【叡王戦】伊藤匠叡王「訳の分からないまま指していた」開幕2連勝から2連敗

叡王戦5番勝負第4局に臨んだ伊藤匠叡王(日本将棋連盟提供)

将棋の伊藤匠(たくみ)叡王(王座=23)に2期連続で斎藤慎太郎八段(33)が挑戦する第11期叡王戦5番勝負第4局が23日、大阪府泉佐野市「犬鳴山温泉 み奈美亭」で行われ、先手の斎藤が155手で伊藤を下し、シリーズ対戦成績を2勝2敗のタイにした。前期に続き、フルセットにもつれ込んだ。第5局は31日、千葉県柏市「柏の葉カンファレンスセンター」で行われる。

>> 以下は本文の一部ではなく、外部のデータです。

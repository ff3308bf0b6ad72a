//! Mailbox handle: a login/domain pair bound to a [`Client`].

use crate::client::default_client;
use crate::{AttachmentStream, Client, Error, Mail, Result};
use std::fmt;
use std::hash::{Hash, Hasher};
use std::str::FromStr;

/// A disposable inbox on the 1secmail service.
///
/// The address is always `login@domain`; a `Mailbox` never changes after it
/// is built. Equality and hashing only consider the address.
#[derive(Debug, Clone)]
pub struct Mailbox {
    client: Client,
    login: String,
    domain: String,
}

impl Mailbox {
    /// Split a full address on `@` and bind it to `client`.
    ///
    /// Fails with [`Error::InvalidAddress`] unless the address has exactly one
    /// `@` with something on both sides.
    ///
    /// # Examples
    /// ```
    /// # use onesecmail_client::{Client, Mailbox};
    /// # fn main() -> Result<(), onesecmail_client::Error> {
    /// let mailbox = Mailbox::new(Client::new()?, "demo@1secmail.com")?;
    /// assert_eq!(mailbox.login(), "demo");
    /// assert_eq!(mailbox.domain(), "1secmail.com");
    /// assert!(Mailbox::new(Client::new()?, "demo").is_err());
    /// # Ok(())
    /// # }
    /// ```
    pub fn new(client: Client, address: &str) -> Result<Self> {
        let (login, domain) = split_address(address)?;
        Self::from_parts(client, login, domain)
    }

    /// Build a mailbox from an already split login and domain.
    ///
    /// Both parts must be non-empty and free of `@`, so that the joined
    /// address parses back to the same mailbox.
    pub fn from_parts(
        client: Client,
        login: impl Into<String>,
        domain: impl Into<String>,
    ) -> Result<Self> {
        let (login, domain) = (login.into(), domain.into());
        if !is_address_part(&login) || !is_address_part(&domain) {
            return Err(Error::InvalidAddress(format!("{login}@{domain}")));
        }
        Ok(Self {
            client,
            login,
            domain,
        })
    }

    /// Local part of the address.
    pub fn login(&self) -> &str {
        &self.login
    }

    /// Host part of the address.
    pub fn domain(&self) -> &str {
        &self.domain
    }

    /// The client requests are sent through.
    pub fn client(&self) -> &Client {
        &self.client
    }

    /// Full address, `login@domain`.
    pub fn address(&self) -> String {
        format!("{}@{}", self.login, self.domain)
    }

    /// List the messages currently in this mailbox.
    pub async fn get_messages(&self) -> Result<Vec<Mail>> {
        self.client.get_messages(&self.login, &self.domain).await
    }

    /// Fetch one message including its bodies.
    pub async fn read_message(&self, id: u64) -> Result<Mail> {
        self.client
            .read_message(&self.login, &self.domain, id)
            .await
    }

    /// Open a stream over an attachment of message `id`.
    pub async fn download_attachment(&self, id: u64, filename: &str) -> Result<AttachmentStream> {
        self.client
            .download_attachment(&self.login, &self.domain, id, filename)
            .await
    }
}

impl fmt::Display for Mailbox {
    fn fmt(&self, f: &mut fmt::Formatter<'_>) -> fmt::Result {
        write!(f, "{}@{}", self.login, self.domain)
    }
}

/// Parses an address bound to [`default_client`].
impl FromStr for Mailbox {
    type Err = Error;

    fn from_str(address: &str) -> Result<Self> {
        Mailbox::new(default_client().clone(), address)
    }
}

impl PartialEq for Mailbox {
    fn eq(&self, other: &Self) -> bool {
        self.login == other.login && self.domain == other.domain
    }
}

impl Eq for Mailbox {}

impl Hash for Mailbox {
    fn hash<H: Hasher>(&self, state: &mut H) {
        self.login.hash(state);
        self.domain.hash(state);
    }
}

fn is_address_part(part: &str) -> bool {
    !part.is_empty() && !part.contains('@')
}

fn split_address(address: &str) -> Result<(&str, &str)> {
    match address.split_once('@') {
        Some((login, domain)) if is_address_part(login) && is_address_part(domain) => {
            Ok((login, domain))
        }
        _ => Err(Error::InvalidAddress(address.to_string())),
    }
}

/// Generate `count` random mailboxes through [`default_client`].
///
/// A non-positive `count` yields the service default of one mailbox.
pub async fn generate_random_mailboxes(count: i64) -> Result<Vec<Mailbox>> {
    default_client().generate_random_mailboxes(count).await
}

/// Generate one random mailbox through [`default_client`].
///
/// # Examples
/// ```no_run
/// # #[tokio::main]
/// # async fn main() -> Result<(), onesecmail_client::Error> {
/// let mailbox = onesecmail_client::generate_random_mailbox().await?;
/// println!("send mail to {mailbox}");
/// # Ok(())
/// # }
/// ```
pub async fn generate_random_mailbox() -> Result<Mailbox> {
    default_client().generate_random_mailbox().await
}

#[cfg(test)]
mod tests {
    use super::*;

    fn client() -> Client {
        Client::new().unwrap()
    }

    #[test]
    fn address_round_trips() {
        for address in ["local@host", "a1b2c3@1secmail.org", "x.y@wuuvo.com"] {
            let mailbox = Mailbox::new(client(), address).unwrap();
            assert_eq!(mailbox.address(), address);
            assert_eq!(mailbox.to_string(), address);
        }
    }

    #[test]
    fn splits_login_and_domain() {
        let mailbox = Mailbox::new(client(), "demo@1secmail.net").unwrap();
        assert_eq!(mailbox.login(), "demo");
        assert_eq!(mailbox.domain(), "1secmail.net");
    }

    #[test]
    fn rejects_wrong_number_of_separators() {
        for address in ["", "demo", "demo.1secmail.com", "a@b@c", "@@", "@host", "local@"] {
            let err = Mailbox::new(client(), address).unwrap_err();
            match err {
                Error::InvalidAddress(got) => assert_eq!(got, address),
                other => panic!("unexpected error for {address:?}: {other}"),
            }
        }
    }

    #[test]
    fn from_parts_rejects_parts_that_break_the_address() {
        for (login, domain) in [("a@b", ""), ("", "host"), ("local", ""), ("a@b", "c"), ("a", "b@c")] {
            let err = Mailbox::from_parts(client(), login, domain).unwrap_err();
            assert!(matches!(err, Error::InvalidAddress(_)), "{login:?} / {domain:?}");
        }
    }

    #[test]
    fn from_parts_address_parses_back() {
        let mailbox = Mailbox::from_parts(client(), "demo", "1secmail.com").unwrap();
        let parsed = Mailbox::new(client(), &mailbox.address()).unwrap();
        assert_eq!(parsed, mailbox);
    }

    #[test]
    fn from_str_uses_default_client() {
        let mailbox: Mailbox = "demo@1secmail.com".parse().unwrap();
        assert_eq!(mailbox.client().base_url(), default_client().base_url());
        assert!("nope".parse::<Mailbox>().is_err());
    }

    #[test]
    fn equality_ignores_client() {
        let a = Mailbox::from_parts(client(), "demo", "1secmail.com").unwrap();
        let b: Mailbox = "demo@1secmail.com".parse().unwrap();
        let c = Mailbox::from_parts(client(), "other", "1secmail.com").unwrap();
        assert_eq!(a, b);
        assert_ne!(a, c);
    }
}
//! CLI for generating and reading 1secmail inboxes

use anyhow::Context;
use clap::{Parser, Subcommand};
use onesecmail_client::{Client, Mail};
use std::path::PathBuf;
use tracing_subscriber::EnvFilter;

#[derive(Parser)]
#[command(name = "onesecmail-cli")]
#[command(about = "Interact with 1secmail disposable inboxes", arg_required_else_help = true)]
struct Args {
    #[command(subcommand)]
    command: Command,

    /// API endpoint
    #[arg(long, global = true, env = "ONESECMAIL_BASE_URL")]
    base_url: Option<String>,

    /// Proxy URL (optional)
    #[arg(long, global = true, env = "ONESECMAIL_PROXY")]
    proxy: Option<String>,

    /// Output as JSON
    #[arg(long, global = true)]
    json: bool,
}

#[derive(Subcommand)]
enum Command {
    /// Generate random mailbox addresses
    Generate {
        /// Number of addresses to generate
        #[arg(long, default_value = "1")]
        count: i64,
    },

    /// List the domains addresses can be generated on
    Domains,

    /// List messages in a mailbox
    List {
        /// Full mailbox address
        address: String,
    },

    /// Show a single message
    Read {
        /// Full mailbox address
        address: String,

        /// Message id
        id: u64,
    },

    /// Download an attachment
    Download {
        /// Full mailbox address
        address: String,

        /// Message id
        id: u64,

        /// Attachment file name
        file: String,

        /// Where to write the attachment (defaults to the file name)
        #[arg(long, short)]
        output: Option<PathBuf>,
    },
}

#[tokio::main]
async fn main() -> anyhow::Result<()> {
    tracing_subscriber::fmt()
        .with_env_filter(EnvFilter::from_default_env())
        .init();

    let args = Args::parse();

    let mut builder = Client::builder();
    if let Some(base_url) = &args.base_url {
        builder = builder.base_url(base_url);
    }
    if let Some(proxy) = &args.proxy {
        builder = builder.proxy(proxy);
    }
    let client = builder.build()?;

    match &args.command {
        Command::Generate { count } => {
            let addresses = client.gen_random_mailbox(*count).await?;
            print_list(&args, &addresses)?;
        }
        Command::Domains => {
            let domains = client.get_domain_list().await?;
            print_list(&args, &domains)?;
        }
        Command::List { address } => {
            let mailbox = client.mailbox(address)?;
            let mails = mailbox.get_messages().await?;
            if args.json {
                println!("{}", serde_json::to_string_pretty(&mails)?);
            } else if mails.is_empty() {
                println!("No messages in {mailbox}");
            } else {
                for mail in &mails {
                    println!("{:>10}  {}  {:<30}  {}", mail.id, mail.date, mail.from, mail.subject);
                }
            }
        }
        Command::Read { address, id } => {
            let mail = client.mailbox(address)?.read_message(*id).await?;
            if args.json {
                println!("{}", serde_json::to_string_pretty(&mail)?);
            } else {
                print_mail(&mail);
            }
        }
        Command::Download {
            address,
            id,
            file,
            output,
        } => {
            let path = output.clone().unwrap_or_else(|| PathBuf::from(file));
            let stream = client
                .mailbox(address)?
                .download_attachment(*id, file)
                .await?;
            let mut out = tokio::fs::File::create(&path)
                .await
                .with_context(|| format!("creating {}", path.display()))?;
            let written = stream.copy_to(&mut out).await?;
            println!("Wrote {written} bytes to {}", path.display());
        }
    }

    Ok(())
}

fn print_list(args: &Args, items: &[String]) -> anyhow::Result<()> {
    if args.json {
        println!("{}", serde_json::to_string_pretty(items)?);
    } else {
        for item in items {
            println!("{item}");
        }
    }
    Ok(())
}

fn print_mail(mail: &Mail) {
    println!("Id:      {}", mail.id);
    println!("From:    {}", mail.from);
    println!("Subject: {}", mail.subject);
    println!("Date:    {}", mail.date);
    for attachment in &mail.attachments {
        println!(
            "Attachment: {} ({}, {} bytes)",
            attachment.filename, attachment.content_type, attachment.size
        );
    }
    println!();
    let body = if mail.text_body.is_empty() {
        &mail.body
    } else {
        &mail.text_body
    };
    println!("{body}");
}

戦型は相掛かり。終盤まで互角の展開が続き、両者とも持ち時間の4時間を使い切って1分将棋となり、超ハイレベルな攻防戦となった。

AIの評価値が激しく揺れ動くシーソーゲームに伊藤は「訳の分からないまま指していた」と激闘を振り返った。

開幕2連勝で3連覇へ王手をかけたが、そこから2連敗で2期連続のフルセットへもつれ込んだ。昨年は伊藤が3勝2敗で防衛に成功した。3連覇のかかる最終決戦へ向け「中盤、終盤でうまく指せていない将棋が続いている。もう少し改善したい」と気持ちを切り替えた。

大一番の前の28日には藤井聡太王位への挑戦権をかけた決定戦で羽生善治九段(55)と対戦する。